L'ancien candidat écologiste à la présidentielle Yannick Jadot a annoncé lundi son soutien à la présidentielle 2027 à Raphaël Glucksmann, et il sera chargé de préparer «la mise en place d'un état d'urgence écologique» dans son programme.

«Je suis convaincu que Raphaël Glucksmann est le candidat le mieux placé pour réconcilier les besoins de justice sociale, l'impératif écologique, la démocratie, l'Europe et qu'il peut gagner cette élection présidentielle», a déclaré le sénateur écologiste sur France inter.

4,6% des voix en 2022

«L'écologie politique pour cette élection présidentielle n'est pas en capacité de rassembler et de jouer la gagne», a justifié l'ancien candidat à la présidentielle qui avait obtenu 4,6% des voix en 2022.

Yannick Jadot sera «celui qui va préparer les 100 premiers jours» sur «la mise en place d'un état d'urgence écologique pour aider les pompiers, pour aider les populations vulnérables, mais évidemment pour adapter nos territoires».

Raphaël Glucksmann a annoncé dimanche soir sa candidature à la présidentielle des 18 avril et 2 mai et participera à la primaire sociale-démocrate organisée en octobre par le PS et son propre parti, Place publique.

«Pas sur la même ligne»

Les écologistes sont divisés sur l'attitude à adopter la présidentielle et repoussent le choix de leur stratégie: une candidature autonome de Marine Tondelier, un soutien à Jean-Luc Mélenchon ou à un candidat social-démocrage.

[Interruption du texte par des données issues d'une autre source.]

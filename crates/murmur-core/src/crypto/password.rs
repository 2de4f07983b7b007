//! Argon2id password verifier derivation.
//!
//! The client sends a proof derived from the password; the node re-derives
//! the stored verifier with these parameters and compares in constant time.
//! Hashing is CPU- and memory-bound, so callers run it off the request hot
//! path (`tokio::task::spawn_blocking`).

use crate::error::{Error, Result};
use argon2::{Algorithm, Argon2, Params, Version};
use zeroize::Zeroizing;

/// Argon2id hasher with fixed parameters.
#[derive(Debug, Clone)]
pub struct PasswordHasher {
    time: u32,
    memory_mb: u32,
    threads: u32,
    key_len: usize,
}

impl PasswordHasher {
    /// Create a hasher with explicit parameters (memory in MiB).
    pub fn new(time: u32, memory_mb: u32, threads: u32, key_len: u32) -> Self {
        Self {
            time,
            memory_mb,
            threads,
            key_len: key_len as usize,
        }
    }

    /// Derive the verifier for a password-proof and salt.
    pub fn hash(&self, password: &[u8], salt: &[u8]) -> Result<Zeroizing<Vec<u8>>> {
        let params = Params::new(
            self.memory_mb.saturating_mul(1024),
            self.time,
            self.threads,
            Some(self.key_len),
        )
        .map_err(|e| Error::InvalidKey(format!("argon2 params: {}", e)))?;

        let argon = Argon2::new(Algorithm::Argon2id, Version::V0x13, params);
        let mut output = Zeroizing::new(vec![0u8; self.key_len]);
        argon
            .hash_password_into(password, salt, &mut output)
            .map_err(|e| Error::InvalidKey(format!("argon2: {}", e)))?;
        Ok(output)
    }
}

impl Default for PasswordHasher {
    fn default() -> Self {
        Self::new(1, 64, 1, 32)
    }
}
//! Error types for murmur.
//!
//! Every failure maps to a stable code so the RPC glue can translate it
//! without inspecting message text. Display strings are intentionally
//! generic; authentication and cryptographic errors never reveal which
//! field failed.

use thiserror::Error;

/// Core error type for murmur operations.
#[derive(Error, Debug)]
pub enum Error {
    /// No valid access token was presented.
    #[error("unauthenticated")]
    Unauthenticated,

    /// Username/password/second-factor check failed.
    /// Deliberately generic; the comparison itself is timing-safe.
    #[error("invalid credentials")]
    InvalidCredentials,

    /// Per-address sliding window exceeded.
    #[error("rate limit exceeded")]
    RateLimited,

    /// Refresh session expired or was revoked.
    #[error("session expired")]
    SessionExpired,

    /// Username already registered.
    #[error("username taken")]
    UsernameTaken,

    /// Envelope failed to decode or is missing required fields.
    #[error("bad envelope")]
    BadEnvelope(String),

    /// Envelope signature did not verify under the sender's key.
    #[error("bad signature")]
    BadSignature,

    /// Envelope sender has no registered public key.
    #[error("unknown sender")]
    UnknownSender,

    /// Caller lacks the required group role.
    #[error("not authorized")]
    NotAuthorized,

    /// Caller is not a member of the group.
    #[error("not a member")]
    NotMember,

    /// Member key version diverged from the group's current version.
    #[error("key version mismatch")]
    KeyVersionMismatch,

    /// AEAD open failed (tag, nonce, or associated data mismatch).
    /// Details are intentionally vague to prevent oracle attacks.
    #[error("bad ciphertext")]
    BadCiphertext,

    /// A single chain jump would cache more skipped keys than allowed.
    #[error("too many skipped message keys")]
    TooManySkipped,

    /// SRP public value was congruent to zero mod N.
    #[error("invalid public value")]
    InvalidPublic,

    /// SRP proof mismatch.
    #[error("bad proof")]
    BadProof,

    /// Reconstructed CAR hash disagreed with the declared BLAKE3 digest.
    #[error("blake3 mismatch")]
    Blake3Mismatch,

    /// Stream or upload crossed its byte cap.
    #[error("size limit exceeded")]
    SizeLimitExceeded,

    /// The requested transport is not registered or cannot dial.
    #[error("transport unavailable")]
    TransportUnavailable(String),

    /// Every registered transport failed to dial.
    #[error("all transports failed")]
    AllTransportsFailed,

    /// Key validation or derivation failed.
    #[error("invalid key material")]
    InvalidKey(String),

    /// Wire protocol error (malformed frame, oversize payload).
    #[error("protocol error")]
    Protocol(String),

    /// Resource not found.
    #[error("not found")]
    NotFound,

    /// Storage operation failed.
    #[error("storage error")]
    Storage(String),

    /// Configuration could not be loaded or validated.
    #[error("config error")]
    Config(String),

    /// Transient I/O failure that survived retries.
    #[error("unavailable")]
    Unavailable(String),

    /// Invariant violation; a bug, not an operational condition.
    #[error("internal error")]
    Internal(String),
}

/// Result type alias using murmur's Error.
pub type Result<T> = std::result::Result<T, Error>;

impl From<std::io::Error> for Error {
    fn from(e: std::io::Error) -> Self {
        Error::Unavailable(e.to_string())
    }
}

impl From<rusqlite::Error> for Error {
    fn from(e: rusqlite::Error) -> Self {
        Error::Storage(e.to_string())
    }
}

impl From<serde_json::Error> for Error {
    fn from(e: serde_json::Error) -> Self {
        Error::BadEnvelope(e.to_string())
    }
}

Partisane d'un ralliement à Jean-Luc Mélenchon, la députée Sandrine Rousseau a indiqué sur France 2 militer au sein de son parti «pour faire en sorte qu'il y ait un vote et que ce vote aboutisse à une alliance et à des discussions avec la France insoumise».

Si Raphaël Glucksmann a invité les écologistes à le rejoindre pour «fonder la République écologique», Sandrine Rousseau a estimé qu'ils n'étaient «pas sur la même ligne» car «on ne peut pas aménager le système tel qu'il est actuellement».